use crate::errors::{Field, JournalError};
use crate::models::{Entry, EntryId, JournalData, NewEntry, NumberInput};
use crate::vocabulary::find_in;
use chrono::{DateTime, Utc};
use once_cell::sync::Lazy;
use regex::Regex;

pub const NOTE_MAX_CHARS: usize = 250;
pub const WEIGHT_MIN_KG: f64 = 10.0;
pub const WEIGHT_MAX_KG: f64 = 300.0;

static BLOOD_PRESSURE: Lazy<Regex> =
    Lazy::new(|| Regex::new(r"^[0-9]{2,3}/[0-9]{2,3}$").expect("blood pressure pattern"));

/// Validates `input`, appends the new entry and returns it.
///
/// The caller resolves the emotion (explicit field or wheel selection)
/// before calling. `data` is untouched on error.
pub fn create_entry(
    data: &mut JournalData,
    input: NewEntry,
    now: DateTime<Utc>,
) -> Result<Entry, JournalError> {
    let emotion = validate_emotion(data, input.emotion.as_deref())?;
    let blood_pressure = validate_blood_pressure(input.blood_pressure.as_deref())?;
    let weight_kg = validate_weight(input.weight_kg.as_ref())?;
    let tags = validate_tags(data, &input.tags)?;

    data.reconcile_next_id();
    let entry = Entry {
        id: data.next_entry_id,
        timestamp: now,
        emotion,
        intensity: non_blank(input.intensity.as_deref()),
        blood_pressure,
        weight_kg,
        note: truncate_note(input.note.as_deref().unwrap_or_default()),
        tags,
    };
    data.next_entry_id = entry.id.saturating_add(1);
    data.entries.push(entry.clone());
    Ok(entry)
}

pub fn delete_entry(data: &mut JournalData, id: EntryId) -> Result<Entry, JournalError> {
    let index = data
        .entries
        .iter()
        .position(|entry| entry.id == id)
        .ok_or(JournalError::NotFound(id))?;
    Ok(data.entries.remove(index))
}

/// Most recent first, at most `limit` entries.
pub fn list_entries(data: &JournalData, limit: Option<usize>) -> Vec<Entry> {
    let limit = limit.unwrap_or(usize::MAX);
    data.entries.iter().rev().take(limit).cloned().collect()
}

fn validate_emotion(data: &JournalData, emotion: Option<&str>) -> Result<String, JournalError> {
    let Some(emotion) = non_blank(emotion) else {
        return Err(JournalError::validation(Field::Emotion, "an emotion must be selected"));
    };
    find_in(&data.emotions, &emotion)
        .map(|item| item.name.clone())
        .ok_or_else(|| {
            JournalError::validation(Field::Emotion, format!("unknown emotion `{emotion}`"))
        })
}

fn validate_blood_pressure(value: Option<&str>) -> Result<Option<String>, JournalError> {
    let Some(value) = non_blank(value) else {
        return Ok(None);
    };
    if BLOOD_PRESSURE.is_match(&value) {
        Ok(Some(value))
    } else {
        Err(JournalError::validation(
            Field::BloodPressure,
            "blood pressure must be in format 120/80",
        ))
    }
}

fn validate_weight(value: Option<&NumberInput>) -> Result<Option<f64>, JournalError> {
    let weight = match value {
        None => return Ok(None),
        Some(NumberInput::Number(number)) => *number,
        Some(NumberInput::Text(text)) => {
            let text = text.trim();
            if text.is_empty() {
                return Ok(None);
            }
            text.parse::<f64>().map_err(|_| {
                JournalError::validation(Field::Weight, format!("`{text}` is not a number"))
            })?
        }
    };
    if (WEIGHT_MIN_KG..=WEIGHT_MAX_KG).contains(&weight) {
        Ok(Some(weight))
    } else {
        Err(JournalError::validation(
            Field::Weight,
            "weight must be between 10 and 300 kg",
        ))
    }
}

fn validate_tags(data: &JournalData, tags: &[String]) -> Result<Vec<String>, JournalError> {
    let mut selected: Vec<String> = Vec::with_capacity(tags.len());
    for tag in tags {
        let item = find_in(&data.tags, tag).ok_or_else(|| {
            JournalError::validation(Field::Tags, format!("unknown tag `{}`", tag.trim()))
        })?;
        if !selected.contains(&item.name) {
            selected.push(item.name.clone());
        }
    }
    Ok(selected)
}

fn truncate_note(note: &str) -> String {
    note.chars().take(NOTE_MAX_CHARS).collect()
}

fn non_blank(value: Option<&str>) -> Option<String> {
    value
        .map(str::trim)
        .filter(|value| !value.is_empty())
        .map(str::to_string)
}

#[cfg(test)]
mod tests {
    use super::*;
    use crate::models::VocabularyItem;
    use chrono::TimeZone;

    fn at(day: u32, hour: u32) -> DateTime<Utc> {
        Utc.with_ymd_and_hms(2024, 1, day, hour, 0, 0).unwrap()
    }

    fn happy() -> NewEntry {
        NewEntry {
            emotion: Some("Happy".to_string()),
            ..NewEntry::default()
        }
    }

    #[test]
    fn create_entry_on_empty_store_keeps_fields() {
        let mut data = JournalData::default();
        let input = NewEntry {
            emotion: Some("Happy".to_string()),
            blood_pressure: Some("120/80".to_string()),
            weight_kg: Some(NumberInput::Number(70.0)),
            note: Some("ok".to_string()),
            ..NewEntry::default()
        };

        let created = create_entry(&mut data, input, at(1, 9)).unwrap();
        let listed = list_entries(&data, None);

        assert_eq!(listed, vec![created.clone()]);
        assert_eq!(created.id, 1);
        assert_eq!(created.timestamp, at(1, 9));
        assert_eq!(created.emotion, "Happy");
        assert_eq!(created.blood_pressure.as_deref(), Some("120/80"));
        assert_eq!(created.weight_kg, Some(70.0));
        assert_eq!(created.note, "ok");
    }

    #[test]
    fn blood_pressure_format_is_enforced() {
        let mut data = JournalData::default();
        for good in ["99/60", "120/80", "180/110"] {
            let input = NewEntry {
                blood_pressure: Some(good.to_string()),
                ..happy()
            };
            assert!(create_entry(&mut data, input, at(1, 9)).is_ok(), "{good}");
        }
        for bad in ["120-80", "1/80", "1200/80", "120/80 mmHg", "١٢٠/٨٠", "１２０/８０"] {
            let input = NewEntry {
                blood_pressure: Some(bad.to_string()),
                ..happy()
            };
            let err = create_entry(&mut data, input, at(1, 9)).unwrap_err();
            assert_eq!(err.field(), Some(Field::BloodPressure), "{bad}");
        }
        assert_eq!(data.entries.len(), 3);
    }

    #[test]
    fn weight_outside_range_is_rejected_without_appending() {
        let mut data = JournalData::default();
        for bad in [
            NumberInput::Number(9.99),
            NumberInput::Number(300.5),
            NumberInput::Text("-4".to_string()),
            NumberInput::Text("heavy".to_string()),
        ] {
            let input = NewEntry {
                weight_kg: Some(bad),
                ..happy()
            };
            let err = create_entry(&mut data, input, at(1, 9)).unwrap_err();
            assert_eq!(err.field(), Some(Field::Weight));
        }
        assert!(data.entries.is_empty());

        for good in [NumberInput::Number(10.0), NumberInput::Text(" 300 ".to_string())] {
            let input = NewEntry {
                weight_kg: Some(good),
                ..happy()
            };
            create_entry(&mut data, input, at(1, 9)).unwrap();
        }
        assert_eq!(data.entries.len(), 2);
    }

    #[test]
    fn blank_optional_fields_are_absent() {
        let mut data = JournalData::default();
        let input = NewEntry {
            blood_pressure: Some("  ".to_string()),
            weight_kg: Some(NumberInput::Text(String::new())),
            intensity: Some(" ".to_string()),
            ..happy()
        };
        let entry = create_entry(&mut data, input, at(1, 9)).unwrap();
        assert_eq!(entry.blood_pressure, None);
        assert_eq!(entry.weight_kg, None);
        assert_eq!(entry.intensity, None);
    }

    #[test]
    fn long_notes_are_truncated() {
        let mut data = JournalData::default();
        let input = NewEntry {
            note: Some("é".repeat(300)),
            ..happy()
        };
        let entry = create_entry(&mut data, input, at(1, 9)).unwrap();
        assert_eq!(entry.note.chars().count(), NOTE_MAX_CHARS);
    }

    #[test]
    fn emotion_is_required_and_must_exist() {
        let mut data = JournalData::default();
        let err = create_entry(&mut data, NewEntry::default(), at(1, 9)).unwrap_err();
        assert_eq!(err.field(), Some(Field::Emotion));

        let input = NewEntry {
            emotion: Some("Ecstatic".to_string()),
            ..NewEntry::default()
        };
        let err = create_entry(&mut data, input, at(1, 9)).unwrap_err();
        assert_eq!(err.field(), Some(Field::Emotion));

        let input = NewEntry {
            emotion: Some("very HAPPY".to_string()),
            ..NewEntry::default()
        };
        let entry = create_entry(&mut data, input, at(1, 9)).unwrap();
        assert_eq!(entry.emotion, "Very happy");
    }

    #[test]
    fn tags_snapshot_vocabulary_spelling_in_input_order() {
        let mut data = JournalData::default();
        data.tags = vec![
            VocabularyItem::new("Work", None),
            VocabularyItem::new("Exercise", None),
        ];
        let input = NewEntry {
            tags: vec!["exercise".to_string(), "WORK".to_string(), "Exercise".to_string()],
            ..happy()
        };
        let entry = create_entry(&mut data, input, at(1, 9)).unwrap();
        assert_eq!(entry.tags, ["Exercise", "Work"]);

        let input = NewEntry {
            tags: vec!["Sleep".to_string()],
            ..happy()
        };
        let err = create_entry(&mut data, input, at(1, 9)).unwrap_err();
        assert_eq!(err.field(), Some(Field::Tags));
    }

    #[test]
    fn delete_preserves_order_and_ids_are_not_reused() {
        let mut data = JournalData::default();
        let first = create_entry(&mut data, happy(), at(1, 9)).unwrap();
        let second = create_entry(&mut data, happy(), at(1, 10)).unwrap();
        let third = create_entry(&mut data, happy(), at(1, 11)).unwrap();

        delete_entry(&mut data, third.id).unwrap();
        let ids: Vec<_> = data.entries.iter().map(|entry| entry.id).collect();
        assert_eq!(ids, [first.id, second.id]);

        let fourth = create_entry(&mut data, happy(), at(1, 12)).unwrap();
        assert!(fourth.id > third.id);
    }

    #[test]
    fn delete_missing_entry_is_not_found() {
        let mut data = JournalData::default();
        create_entry(&mut data, happy(), at(1, 9)).unwrap();

        let err = delete_entry(&mut data, 42).unwrap_err();
        assert_eq!(err, JournalError::NotFound(42));
        assert_eq!(list_entries(&data, None).len(), 1);
    }

    #[test]
    fn list_entries_is_most_recent_first_and_limited() {
        let mut data = JournalData::default();
        for hour in 0..5 {
            create_entry(&mut data, happy(), at(2, hour)).unwrap();
        }
        let listed = list_entries(&data, Some(2));
        let ids: Vec<_> = listed.iter().map(|entry| entry.id).collect();
        assert_eq!(ids, [5, 4]);
        assert_eq!(list_entries(&data, Some(0)).len(), 0);
        assert_eq!(data.entries.len(), 5);
    }
}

- - - -

## Task statement
How many of the lines in the material hold the word "second"? Give that number alone.

## Output below
2